Lowry (2007), who conducted a quantitative study on 53 students divided into online and face-to-face samples, found that the retention rate of online students was 80% while the retention rate of face-to-face students was 93.55%. Lowry stated that this difference was statistically significant at p < .05. However, because Lowry’s study was experimental rather than pseudo-experimental, and because the population consisted of teachers and not students, the results of this study are not as relevant to the question of whether high-school students exposed to computer-based learning environments might have higher levels of retention.

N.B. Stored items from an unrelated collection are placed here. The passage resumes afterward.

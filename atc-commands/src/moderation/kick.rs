use poise::serenity_prelude as serenity;

use crate::CommandMeta;
use crate::moderation::logging::AuditTag;
use crate::moderation::platform::SerenityGateway;
use crate::moderation::replies::{guild_only_message, moderation_self_action_message, usage_message};
use crate::moderation::{
    ActionContext, ActionOutcome, confirm, record, reject, report_failure, trace_outcome,
};
use atc_core::gateway::Subject;
use atc_core::{Context, Error};
use atc_utils::formatting::attributed_reason;

pub const META: CommandMeta = CommandMeta {
    name: "kick",
    aliases: &[],
    desc: "Kick a member from the server.",
    category: "moderation",
    usage: ".kick <member> [reason]",
    required: serenity::Permissions::KICK_MEMBERS,
};

#[poise::command(prefix_command, category = "Moderation", required_permissions = "KICK_MEMBERS")]
pub async fn kick(
    ctx: Context<'_>,
    #[description = "The member to kick"] member: Option<serenity::Member>,
    #[description = "Reason for the kick"]
    #[rest]
    reason: Option<String>,
) -> Result<(), Error> {
    let Some(guild_id) = ctx.guild_id() else {
        ctx.say(guild_only_message()).await?;
        return Ok(());
    };

    let Some(member) = member else {
        ctx.say(usage_message(META.usage)).await?;
        return Ok(());
    };

    let gateway = SerenityGateway::new(ctx, guild_id);
    let cx = ActionContext::new(&gateway, &ctx.data().config, ctx.author(), ctx.channel_id());
    let outcome = run_kick(&cx, &Subject::from_user(&member.user), reason.as_deref()).await?;
    trace_outcome("kick", &outcome);

    Ok(())
}

pub async fn run_kick(
    cx: &ActionContext<'_>,
    target: &Subject,
    reason: Option<&str>,
) -> Result<ActionOutcome, Error> {
    if target.id == cx.actor.id {
        return reject(cx, moderation_self_action_message("kick")).await;
    }

    let reason = attributed_reason(&cx.actor.tag, reason);

    if let Err(source) = cx.gateway.kick(target.id, &reason).await {
        return report_failure(cx, "kick", source).await;
    }

    confirm(
        cx,
        &format!("Kicked **{}**. Reason: {}", target.tag, reason),
        None,
    )
    .await;

    let description = format!("kicked **{}**. Reason: {}", target.tag, reason);
    Ok(record(cx, AuditTag::Kick, description, Some(target), Some(reason)).await)
}
//! Typed failures raised by the execution core.
//!
//! Transport-level RPC failures are not part of this taxonomy; they pass
//! through the `Transport` variant unchanged so the caller can retry the
//! whole operation.

use alloy::primitives::{Address, U256};
use deploykit_chain::FeeError;
use thiserror::Error;

#[derive(Debug, Error)]
pub enum ExecutionError {
    /// Another party's transactions must confirm before the engine can
    /// allocate nonces for this sender.
    #[error(
        "sender {sender} has unconfirmed transactions; wait for {required_confirmations} confirmations and run again"
    )]
    WaitingForConfirmations {
        sender: Address,
        required_confirmations: u64,
    },

    /// A nonce the engine owned was taken over by a transaction it did
    /// not send, and the takeover is not yet deep enough to act on.
    #[error(
        "nonce {nonce} of sender {sender} was taken by an external transaction; wait for {required_confirmations} confirmations and run again"
    )]
    WaitingForNonce {
        sender: Address,
        nonce: u64,
        required_confirmations: u64,
    },

    #[error("sender {sender} has insufficient funds to transfer {amount} wei")]
    InsufficientFundsForTransfer { sender: Address, amount: U256 },

    #[error("sender {sender} has insufficient funds to cover the deployment's code storage")]
    InsufficientFundsForDeploy { sender: Address },

    #[error("gas estimation failed for sender {sender}: {message}")]
    GasEstimationFailed { sender: Address, message: String },

    #[error(transparent)]
    Fee(#[from] FeeError),

    /// Transport-level failure, propagated unchanged for caller-side
    /// retry.
    #[error(transparent)]
    Transport(#[from] anyhow::Error),
}

impl ExecutionError {
    /// Whether waiting for more confirmations and re-running can resolve
    /// this error without operator intervention.
    pub fn resolves_by_waiting(&self) -> bool {
        matches!(
            self,
            Self::WaitingForConfirmations { .. } | Self::WaitingForNonce { .. }
        )
    }
}

#[cfg(test)]
mod tests {
    use super::*;

    #[test]
    fn test_wait_classification() {
        let wait = ExecutionError::WaitingForConfirmations {
            sender: Address::ZERO,
            required_confirmations: 5,
        };
        assert!(wait.resolves_by_waiting());

        let fatal = ExecutionError::InsufficientFundsForDeploy {
            sender: Address::ZERO,
        };
        assert!(!fatal.resolves_by_waiting());
    }
}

Schoenfeld-Tacher, McConnell, and Graham (2001) compared the retention of science students in a computer-based course with the retention of science students in a traditional course. Schoenfeld et al. found that the retention rate of the computer-based students (100%) was not significantly different, at p < .05, from the 99.99% retention rate of students in the face-to-face group (99.94%). This finding supports the conclusion that learning environment might not impact retention at all.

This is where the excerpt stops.